Entenda como funciona o programa de autocertificação do YouTube

Um dos assuntos mais discutidos sobre a plataforma do YouTube é a monetização. Vários criadores entram em conflito com o sistema por terem seus vídeos desmonetizados – muitas vezes, injustamente. Não à toa, surgiu o programa de autocertificação para diminuir esses embates. 

O principal conflito entre a plataforma e seus criadores é em relação a “não compreensão” do conteúdo. Questões de direitos autorais em músicas ou imagens são ações mais fáceis de serem encontradas e punidas de maneira correta. No entanto, muitas vezes, o próprio YouTube estabelece novas regras genéricas que afetam seus produtores de conteúdo. 

Recentemente, por exemplo, a plataforma passou a não monetizar vídeos que citam o Coronavírus. O objetivo estava longe de ser prejudicar os criadores, já que o foco era evitar conteúdos com informações falsas ou com teorias da conspiração envolvendo o vírus. Mas, ainda assim, prejudicou conteúdos relevantes e informativos por manter uma regra muito abrangente.

“[A ideia é] tornar o processo de monetização muito mais suave. Com menos ‘desmonetizações’ falsas”, explicou a CEO do YouTube Susan Wojcicki sobre o novo programa. 

Com a autocertificação, o próprio criador informa se seus vídeos atendem às políticas de conteúdo para a liberação de publicidade. Como explicado no vídeo publicado pelo próprio YouTube, a plataforma vai utilizar essas avaliações para decidir se os anúncios poderão ser exibidos em seus vídeos. E, se aprovado, quais.  

Caso o criador seja honesto sobre o conteúdo do vídeo, a plataforma passa a confiar na autocertificação. O plano é que a ação também crie um relacionamento entre as duas partes, dando mais liberdade de criação. 

Como funciona

Se o criador sabe que seu conteúdo encaixa nas diretrizes da plataforma, basta seguir um processo simples. 

Ao realizar o upload do vídeo, ative a monetização. Na parte de Classificações de conteúdo, selecione Nenhuma das anteriores

Caso saiba que o seu vídeo não atende às diretrizes, classifique o vídeo pensando nisso. Agora, caso classifique seu conteúdo como dentro das diretrizes, saiba que, no início, os sistemas automatizados serão utilizados até o YouTube perceber que você está classificando corretamente.

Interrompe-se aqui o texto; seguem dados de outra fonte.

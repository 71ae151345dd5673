//! Trait definitions for the transcode module.

use async_trait::async_trait;
use std::path::Path;
use tokio_util::sync::CancellationToken;

use super::error::TranscodeError;
use super::types::TranscodeOperation;

/// Executes a [`TranscodeOperation`] for one file.
#[async_trait]
pub trait Transcoder: Send + Sync {
    /// Returns the name of this transcoder implementation.
    fn name(&self) -> &str;

    /// Converts `input` into `output`, blocking until every stage has exited.
    ///
    /// Implementations must stop promptly (terminating their child processes)
    /// once `cancel` fires, returning [`TranscodeError::Cancelled`].
    async fn transcode(
        &self,
        operation: &TranscodeOperation,
        input: &Path,
        output: &Path,
        cancel: &CancellationToken,
    ) -> Result<(), TranscodeError>;
}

Após ganhar a confiança da plataforma, os sistemas automatizados não serão mais utilizados. 

Se houver uma sequência de classificações errôneas, é possível que o YouTube repense a inclusão do criador no Programa de Parcerias

Agora, se não souber classificar o seu vídeo, envie como Não listado. E selecione uma das duas opções que aparecerem na tela (a que classificar como mais correta). Depois disso, solicite uma análise manual. Assim, os revisores humanos tomarão uma decisão antes da publicação do vídeo. 

As três opções 

O programa oferece sugestões significativas aos criadores para uma melhor otimização e ajuste nos relatórios: 

  • Ativação de anúncios para o conteúdo – esta opção indica que o conteúdo do vídeo é adequado para anunciantes. E mostra que o conteúdo atende às diretrizes de conteúdo amigável. 
  • Ativação de anúncios, mas com opção de não ter – indica que o conteúdo do vídeo é seletivamente adequado. Ou seja, marcas podem optar em não participar. O que indica menos receita, já que menos anúncios podem aparecer em comparação ao outro cenário. 
  • Anúncios desativados – o vídeo com determinada tag não é adequado para nenhum anúncio. 

Dicas 

No próprio vídeo publicado pelo YouTube, divulgaram dicas aos criadores. Confira algumas: 

  • Leia as diretrizes e os exemplos de conteúdo adequado para publicidade;
  • Ative a monetização independentemente da avaliação; 
  • Avalie com precisão, especialmente vídeos inadequados.